B. Fees Related to Plaintiff's Motion for Adverse Inference
Defendants next move for attorney's fees related to Plaintiff's Motion for Adverse Inference, ECF 123, which this Court ultimately denied. This Court has inherent authority to order attorney's fees as sanctions for conduct by counsel that amounts to bad faith. Primus Auto. Fin. Servs., Inc., 115 F.3d at 648–49. A finding of bad faith is warranted where an attorney “knowingly or recklessly raises a frivolous argument, or argues a meritorious claim for the purpose of harassing an opponent.” In re Keegan Mgmt. Co., Sec. Litig., 78 F.3d 431, 436 (9th Cir. 1996) (citation omitted).
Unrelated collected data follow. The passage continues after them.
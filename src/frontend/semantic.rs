//! Type checking for Crux
//!
//! One depth-first pass over the AST that computes a [`Type`] for every
//! node and stores it in a side table keyed by [`NodeId`]. The tree itself
//! is never modified.
//!
//! A diagnostic is recorded only where an error type is *created*. A node
//! whose error was handed up from one of its inputs carries it silently,
//! so each root cause is reported once.

use std::collections::HashMap;

use crate::frontend::ast::*;
use crate::frontend::symbol::SymbolRef;
use crate::types::Type;

/// Computed type of every non-list node
pub type TypeMap = HashMap<NodeId, Type>;

/// The function whose body is being checked
#[derive(Debug, Clone)]
struct FunctionContext {
    name: String,
    ret: Type,
}

impl FunctionContext {
    fn is_main(&self) -> bool {
        self.name == "main"
    }
}

/// The type checker
pub struct TypeChecker {
    types: TypeMap,
    /// Per-child types of `ExpressionList`, `DeclarationList` and `StatementList` nodes
    list_types: HashMap<NodeId, Vec<Type>>,
    errors: Vec<String>,
    function: Option<FunctionContext>,
}

impl TypeChecker {
    pub fn new() -> Self {
        Self {
            types: TypeMap::new(),
            list_types: HashMap::new(),
            errors: Vec::new(),
            function: None,
        }
    }

    /// Check a whole tree; true when no type errors were found
    pub fn check(&mut self, root: &Node) -> bool {
        self.visit(root);
        !self.has_error()
    }

    pub fn has_error(&self) -> bool {
        !self.errors.is_empty()
    }

    /// All diagnostics, each followed by a newline
    pub fn error_report(&self) -> String {
        self.errors.iter().map(|e| format!("{}\n", e)).collect()
    }

    pub fn types(&self) -> &TypeMap {
        &self.types
    }

    pub fn type_of(&self, node: &Node) -> Option<&Type> {
        self.types.get(&node.id)
    }

    pub fn list_types_of(&self, node: &Node) -> Option<&[Type]> {
        self.list_types.get(&node.id).map(Vec::as_slice)
    }

    // ==================== Recording ====================

    fn report(&mut self, node: &Node, message: &str) {
        self.errors
            .push(format!("TypeError({})[{}]", node.position, message));
    }

    /// Store the type computed for `node` from `inputs`; a fresh error is reported
    fn put(&mut self, node: &Node, ty: Type, inputs: &[&Type]) -> Type {
        if let Type::Error(message) = &ty {
            if !inputs.iter().any(|input| input.is_error()) {
                self.report(node, message);
            }
        }
        self.types.insert(node.id, ty.clone());
        ty
    }

    // ==================== Dispatch ====================

    fn visit(&mut self, node: &Node) -> Type {
        match &node.kind {
            NodeKind::LiteralInt(_) => self.put(node, Type::Int, &[]),
            NodeKind::LiteralFloat(_) => self.put(node, Type::Float, &[]),
            NodeKind::LiteralBool(_) => self.put(node, Type::Bool, &[]),
            NodeKind::AddressOf(symbol) => {
                let declared = symbol.ty();
                let ty = if declared.is_error() {
                    declared.clone()
                } else {
                    Type::address(declared.clone())
                };
                self.put(node, ty, &[&declared])
            }
            NodeKind::Dereference(inner) => {
                let inner = self.visit(inner);
                self.put(node, inner.deref(), &[&inner])
            }
            NodeKind::Index { base, amount } => {
                let base = self.visit(base);
                let amount = self.visit(amount);
                self.put(node, base.index(&amount), &[&base, &amount])
            }
            NodeKind::Binary { op, left, right } => {
                let left = self.visit(left);
                let right = self.visit(right);
                let ty = match op {
                    BinaryOp::Add => left.add(&right),
                    BinaryOp::Sub => left.sub(&right),
                    BinaryOp::Mul => left.mul(&right),
                    BinaryOp::Div => left.div(&right),
                    BinaryOp::And => left.and(&right),
                    BinaryOp::Or => left.or(&right),
                };
                self.put(node, ty, &[&left, &right])
            }
            NodeKind::Comparison { left, right, .. } => {
                let left = self.visit(left);
                let right = self.visit(right);
                self.put(node, left.compare(&right), &[&left, &right])
            }
            NodeKind::LogicalNot(inner) => {
                let inner = self.visit(inner);
                self.put(node, inner.not(), &[&inner])
            }
            NodeKind::Call { function, arguments } => self.visit_call(node, function, arguments),
            NodeKind::Assignment {
                destination,
                source,
            } => {
                let destination = self.visit(destination);
                let source = self.visit(source);
                self.put(node, destination.assign(&source), &[&destination, &source])
            }
            NodeKind::VariableDeclaration(symbol) => self.visit_variable(node, symbol),
            NodeKind::ArrayDeclaration(symbol) => self.visit_array(node, symbol),
            NodeKind::FunctionDefinition {
                function,
                parameters,
                body,
            } => self.visit_function(node, function, parameters, body),
            NodeKind::IfElseBranch {
                condition,
                then_block,
                else_block,
            } => {
                let ty = self.visit_condition(node, condition);
                self.visit(then_block);
                self.visit(else_block);
                ty
            }
            NodeKind::WhileLoop { condition, body } => {
                let ty = self.visit_condition(node, condition);
                self.visit(body);
                ty
            }
            NodeKind::Return(value) => self.visit_return(node, value.as_deref()),
            NodeKind::ExpressionList(items)
            | NodeKind::DeclarationList(items)
            | NodeKind::StatementList(items) => {
                let types = items.iter().map(|item| self.visit(item)).collect();
                self.list_types.insert(node.id, types);
                Type::Void
            }
            NodeKind::Error(message) => self.put(node, Type::error(message.clone()), &[]),
        }
    }

    fn visit_call(&mut self, node: &Node, function: &SymbolRef, arguments: &Node) -> Type {
        self.visit(arguments);
        let args = self.list_types_of(arguments).unwrap_or_default().to_vec();
        let callee = function.ty();

        let mut inputs: Vec<&Type> = args.iter().collect();
        inputs.push(&callee);
        inputs.extend(callee.signature_error());
        let ty = callee.call(&args);
        self.put(node, ty, &inputs)
    }

    fn visit_variable(&mut self, node: &Node, symbol: &SymbolRef) -> Type {
        let declared = symbol.ty();
        if declared.is_error() || declared.is_scalar() {
            return self.put(node, declared, &[]);
        }
        let ty = Type::error(format!(
            "Variable {} has invalid type {}.",
            symbol.name(),
            declared
        ));
        self.put(node, ty, &[])
    }

    fn visit_array(&mut self, node: &Node, symbol: &SymbolRef) -> Type {
        let declared = symbol.ty();
        let base = declared.innermost();
        let ty = if declared.is_error() || base.is_error() {
            base.clone()
        } else if !matches!(declared, Type::Array { .. }) {
            Type::error(format!(
                "Variable {} has invalid type {}.",
                symbol.name(),
                declared
            ))
        } else if !base.is_scalar() {
            Type::error(format!(
                "Array {} has invalid base type {}.",
                symbol.name(),
                base
            ))
        } else {
            declared.clone()
        };
        self.put(node, ty, &[])
    }

    fn visit_function(
        &mut self,
        node: &Node,
        function: &SymbolRef,
        parameters: &[SymbolRef],
        body: &Node,
    ) -> Type {
        let name = function.name().to_string();
        let signature = function.ty();
        log::debug!("checking function {}: {}", name, signature);

        let ret = match &signature {
            Type::Func { ret, .. } => (**ret).clone(),
            other => other.clone(),
        };

        if name == "main" {
            if !ret.is_void() || !parameters.is_empty() {
                self.report(node, "Function main has invalid signature.");
            }
        } else {
            for (position, parameter) in parameters.iter().enumerate() {
                match parameter.ty() {
                    Type::Void => self.report(
                        node,
                        &format!("Function {} has a void argument in position {}.", name, position),
                    ),
                    Type::Error(message) => self.report(
                        node,
                        &format!(
                            "Function {} has an error in argument in position {}: {}",
                            name, position, message
                        ),
                    ),
                    _ => {}
                }
            }
            if let Type::Error(message) = &ret {
                self.report(node, message);
            }
        }

        let context = FunctionContext {
            name: name.clone(),
            ret: ret.clone(),
        };
        let outer = self.function.replace(context.clone());
        self.visit(body);
        self.function = outer;

        if !context.is_main() && !ret.is_void() && !ret.is_error() && !self.returns_on_every_path(body, &ret) {
            self.report(
                node,
                &format!("Not all paths in function {} have a return.", name),
            );
        }

        self.types.insert(node.id, signature.clone());
        signature
    }

    /// A body is covered when one of its top-level statements has the
    /// declared type, or already failed to type
    fn returns_on_every_path(&self, body: &Node, ret: &Type) -> bool {
        self.list_types_of(body)
            .unwrap_or_default()
            .iter()
            .any(|ty| ty.is_error() || ty.equivalent(ret))
    }

    /// Type a branch or loop condition; the construct takes the condition's error, if any
    fn visit_condition(&mut self, node: &Node, condition: &Node) -> Type {
        let condition = self.visit(condition);
        let ty = match &condition {
            Type::Error(_) => condition.clone(),
            Type::Bool => Type::Void,
            other => Type::error(format!(
                "{} requires bool condition not {}.",
                node.name(),
                other
            )),
        };
        self.put(node, ty, &[&condition])
    }

    fn visit_return(&mut self, node: &Node, value: Option<&Node>) -> Type {
        let returned = match value {
            Some(value) => self.visit(value),
            None => Type::Void,
        };

        let ty = match &self.function {
            Some(context) if !context.is_main() && !returned.is_error() && !context.ret.is_error() => {
                if returned.equivalent(&context.ret) {
                    returned.clone()
                } else {
                    Type::error(format!(
                        "Function {} returns {} not {}.",
                        context.name, context.ret, returned
                    ))
                }
            }
            _ => returned.clone(),
        };
        self.put(node, ty, &[&returned])
    }
}

impl Default for TypeChecker {
    fn default() -> Self {
        Self::new()
    }
}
This Court does not find that Plaintiff's counsel acted in bad faith in seeking an adverse inference against Defendant Palmer. The question of whether Defendant Palmer actually possessed Plaintiff's cell phone extraction was one that was vigorously contested by the parties through various stages of this litigation. While this Court ultimately held that Plaintiff had failed to produce admissible evidence that Defendant Palmer ever possessed Plaintiff's cell phone extraction, ECF 148 at 19–20, this Court cannot say that Plaintiff's counsel acted in bad faith by pressing that argument prior to this Court's findings at the motion for summary judgment stage. See Primus Auto. Fin. Servs., Inc., 115 F.3d at 649 (stating that sanctions “should be reserved for the rare and exceptional case where the action is clearly frivolous, legally unreasonable or without legal foundation, or brought for an improper purpose.”) (citation omitted).
CONCLUSION
For the foregoing reasons, Defendants’ Motion for Imposition of Fees, ECF 150, is DENIED.
IT IS SO ORDERED.

Footnotes

This Court notes that Plaintiff's counsel has stated, in a sworn declaration filed with this Court, that during conferral Defense counsel “continued to email and ask for phone calls, pressuring me to force Plaintiff to change her position, becoming emotional, raising his voice, and using disparaging language regarding Plaintiff.” ECF 153 at ¶ 3. Plaintiff's counsel also stated in her declaration that Defense counsel “called [Plaintiff's] private images ‘nudie pics.’ ” Id. Defense counsel, for his part, denies that he raised his voice in emotion or anger at Plaintiff's counsel. ECF 156 at ¶ 2. This Court takes no position on the veracity of these statements, but notes that conferral between the parties appears—based on this Court's own review of various exhibits as well as the tone of the parties’ briefing itself—to have been a contentious process over messages that contained private and personal information. See ECF 154 at ¶ 4 (describing the messages as containing “pictures of [Plaintiff and Deputy Smith's] kids” as well as “sexual conversations”). Against this backdrop, this Court reiterates that it finds Plaintiff's privacy concerns substantially justified, even if the private messages should have been produced subject to an attorneys’ eyes-only provision. See ECF 67 at 3.